About
I was born and went to school in the Bronx and majored in linguistics at CCNY. At the end of my sophomore year I traveled abroad for the first time to attend a summer session in Greece. After another year of school in New York, I returned to Europe, hitchhiked around until my money ran out and ended up living in a kibbutz in Israel for about a year. Then I moved to Jerusalem where I worked and studied for another year. I returned to Europe and after more hitchhiking, worked at a hospital in Switzerland. When I got back to New York after a three-year absence, I completed my undergraduate studies.
I enrolled in a graduate program in Classics in Iowa City, earning an MA but never even beginning work on a doctoral dissertation. Instead I spent the next five years trying to eke out an existence on a five-acre plot of land.

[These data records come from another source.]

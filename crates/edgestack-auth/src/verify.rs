//! Request signature verification.
//!
//! [`Authenticator`] owns the shared secret and turns one [`SignedRequest`]
//! into one [`AuthDecision`]. Verification is stateless per request: the
//! secret is the only shared value, and it is read-only after construction,
//! so one instance serves unlimited concurrent verifications.

use base64::Engine;
use base64::engine::general_purpose::STANDARD as BASE64;
use hmac::{Hmac, KeyInit, Mac};
use sha2::Sha256;
use subtle::ConstantTimeEq;
use tracing::{debug, warn};

use crate::canonical::build_canonical_string;
use crate::decision::{AuthDecision, DenyReason};
use crate::envelope::{SignedRequest, extract_credentials};
use crate::secret::SharedSecret;

type HmacSha256 = Hmac<Sha256>;

/// Maximum allowed skew between the signing timestamp and the server clock.
///
/// Bounds replay exposure to five minutes without server-side nonce
/// storage. The boundary is inclusive: a skew of exactly this value is
/// accepted.
pub const FRESHNESS_WINDOW_MS: i64 = 5 * 60 * 1000;

/// Verifies inbound requests against the shared secret.
#[derive(Debug, Clone)]
pub struct Authenticator {
    secret: SharedSecret,
}

impl Authenticator {
    /// Create an authenticator holding the process-wide shared secret.
    #[must_use]
    pub fn new(secret: SharedSecret) -> Self {
        Self { secret }
    }

    /// Verify a request against the current wall clock.
    #[must_use]
    pub fn authenticate(&self, request: &SignedRequest<'_>) -> AuthDecision {
        self.authenticate_at(request, chrono::Utc::now().timestamp_millis())
    }

    /// Verify a request against an explicit clock reading (epoch ms).
    ///
    /// This is the full verification pipeline; [`authenticate`] is a thin
    /// wrapper that supplies the wall clock. Every failure path resolves to
    /// a structured deny — nothing panics and no error escapes.
    ///
    /// [`authenticate`]: Authenticator::authenticate
    #[must_use]
    pub fn authenticate_at(&self, request: &SignedRequest<'_>, now_ms: i64) -> AuthDecision {
        // CORS preflight carries no credentials and must never be denied.
        if request.method == http::Method::OPTIONS {
            return AuthDecision::AllowPreflight;
        }

        let Some(credentials) = extract_credentials(request.headers) else {
            return deny(DenyReason::MissingHeaders);
        };

        if request.path.is_empty() {
            return deny(DenyReason::MissingHeaders);
        }

        let Some(ts_ms) = parse_timestamp_ms(credentials.timestamp) else {
            return deny(DenyReason::BadTimestamp);
        };

        if (now_ms - ts_ms).abs() > FRESHNESS_WINDOW_MS {
            return deny(DenyReason::Stale);
        }

        let canonical = build_canonical_string(
            credentials.timestamp,
            request.method.as_str(),
            request.path,
            credentials.actor,
        );

        let expected = compute_signature(&self.secret, &canonical);

        // Operability seam: the canonical string and expected signature are
        // what an operator needs to debug a signer mismatch. The secret
        // itself never appears here.
        debug!(
            canonical = %canonical,
            expected = %expected,
            "computed request signature"
        );

        if credentials
            .signature
            .as_bytes()
            .ct_eq(expected.as_bytes())
            .into()
        {
            debug!(actor = %credentials.actor, "request signature verified");
            AuthDecision::Allow {
                actor: credentials.actor.to_owned(),
            }
        } else {
            deny(DenyReason::BadSignature)
        }
    }
}

/// Compute the signature for a canonical string:
/// `Base64(HMAC-SHA256(secret, canonical))`.
#[must_use]
pub fn compute_signature(secret: &SharedSecret, canonical: &str) -> String {
    let mut mac =
        HmacSha256::new_from_slice(secret.as_bytes()).expect("HMAC can accept any key length");
    mac.update(canonical.as_bytes());
    BASE64.encode(mac.finalize().into_bytes())
}

/// Parse the transported timestamp into epoch milliseconds.
///
/// Values with fractional parts are accepted and truncated toward zero,
/// matching what a signer sending `Date.now().toString()` (or a float
/// rendering of it) produces. Non-finite values are rejected.
#[allow(clippy::cast_possible_truncation)] // Truncation toward zero is the contract.
fn parse_timestamp_ms(ts: &str) -> Option<i64> {
    let value = ts.trim().parse::<f64>().ok()?;
    if !value.is_finite() {
        return None;
    }
    // Saturating conversion; anything beyond i64 range is hopelessly stale
    // anyway.
    Some(value as i64)
}

/// Emit the single diagnostic record for a denial and build the decision.
fn deny(reason: DenyReason) -> AuthDecision {
    warn!(reason = %reason, "denied request");
    AuthDecision::Deny { reason }
}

From there it was off to Liberia as a Peace Corps volunteer. It was there my career as an English language teacher began. When I returned to the US, I decided to spend the rest of my life traveling to new places and teaching English. To that end I enrolled in a MATESL program in Vermont where many of my ideas about learning and teaching started to take shape. After a brief internship in Mexico and a short-term job in Boston, I embarked for South Korea where a teaching job awaited.
After a few years in Korea where I got married, I returned to the US with my wife and infant daughter. I worked at an intensive English program in North Carolina, where our second daughter was born. We lived for the next two decades Colorado where I continued to teach, direct a program and become involved in curriculum development. Our latest move, several years ago, brought us to Oregon where we now reside.